* **Instructions for the task**
Keep only the lines that hold the string "over", filtering out the rest of the entries below.

Dataset entries:
⁂
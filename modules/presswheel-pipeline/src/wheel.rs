use std::collections::HashSet;

use chrono::{DateTime, Utc};
use tracing::{debug, info};

use presswheel_common::{brands_order, BrandGroup, WheelState};

/// One cluster chosen by the wheel.
#[derive(Debug, Clone, PartialEq, Eq)]
pub struct WheelPick {
    pub brand: String,
    pub brand_index: usize,
    pub cluster_index: usize,
    /// 1-based pass number over the brand list, counted from the resume index.
    pub round: u32,
}

/// Outcome of one scheduling pass.
#[derive(Debug, Clone)]
pub struct WheelPlan {
    pub picks: Vec<WheelPick>,
    /// Brand index the pass started at.
    pub start_index: usize,
    /// Cursor to persist. `None` when there are no brands (nothing to point at).
    pub next_state: Option<WheelState>,
    /// Every brand was skipped for a full pass before the target was reached.
    pub exhausted: bool,
}

/// Resumable round-robin over brand groups.
///
/// Pure: the persisted cursor comes in, the cursor to persist goes out.
/// Per-brand usage is tracked only for the duration of one plan.
pub struct FairnessWheel {
    max_per_brand: usize,
}

impl FairnessWheel {
    pub fn new(max_per_brand: usize) -> Self {
        Self { max_per_brand }
    }

    /// Where this run starts. Resumes one past the last visited brand when the
    /// persisted brand order matches exactly; any disagreement discards the cursor.
    pub fn resume_index(previous: Option<&WheelState>, brands: &[String]) -> usize {
        let n = brands.len();
        match previous {
            Some(prev) if n > 0 && prev.brands_order == brands && prev.last_brand_index < n => {
                (prev.last_brand_index + 1) % n
            }
            Some(_) => {
                info!("Brand order changed since last run, restarting wheel at 0");
                0
            }
            None => 0,
        }
    }

    /// Collect up to `target` picks, visiting brands in order from the resume index.
    pub fn plan(
        &self,
        groups: &[BrandGroup],
        previous: Option<&WheelState>,
        target: usize,
        now: DateTime<Utc>,
    ) -> WheelPlan {
        let brands = brands_order(groups);
        let n = brands.len();
        if n == 0 {
            return WheelPlan {
                picks: Vec::new(),
                start_index: 0,
                next_state: None,
                exhausted: true,
            };
        }

        let start_index = Self::resume_index(previous, &brands);
        let mut used_count = vec![0usize; n];
        let mut used_clusters: Vec<HashSet<usize>> = vec![HashSet::new(); n];
        let mut picks = Vec::with_capacity(target);

        let mut current = start_index;
        let mut steps = 0usize;
        let mut consecutive_skips = 0usize;

        while picks.len() < target && consecutive_skips < n {
            let group = &groups[current];
            let next_cluster = if used_count[current] < self.max_per_brand {
                (0..group.clusters.len()).find(|i| !used_clusters[current].contains(i))
            } else {
                None
            };

            match next_cluster {
                Some(cluster_index) => {
                    used_clusters[current].insert(cluster_index);
                    used_count[current] += 1;
                    consecutive_skips = 0;
                    picks.push(WheelPick {
                        brand: group.brand.clone(),
                        brand_index: current,
                        cluster_index,
                        round: (steps / n) as u32 + 1,
                    });
                }
                None => {
                    debug!(brand = group.brand.as_str(), "No eligible cluster, skipping brand");
                    consecutive_skips += 1;
                }
            }

            current = (current + 1) % n;
            steps += 1;
        }

        let exhausted = picks.len() < target;
        let last_brand_index = (current + n - 1) % n;

        info!(
            start_index,
            last_brand_index,
            picks = picks.len(),
            target,
            exhausted,
            "Wheel plan computed"
        );

        WheelPlan {
            picks,
            start_index,
            next_state: Some(WheelState {
                last_brand_index,
                last_run_at: now,
                brands_order: brands,
            }),
            exhausted,
        }
    }
}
⁂
* **Exercise output**
    /// 1-based pass number over the brand list, counted from the resume index.
/// Resumable round-robin over brand groups.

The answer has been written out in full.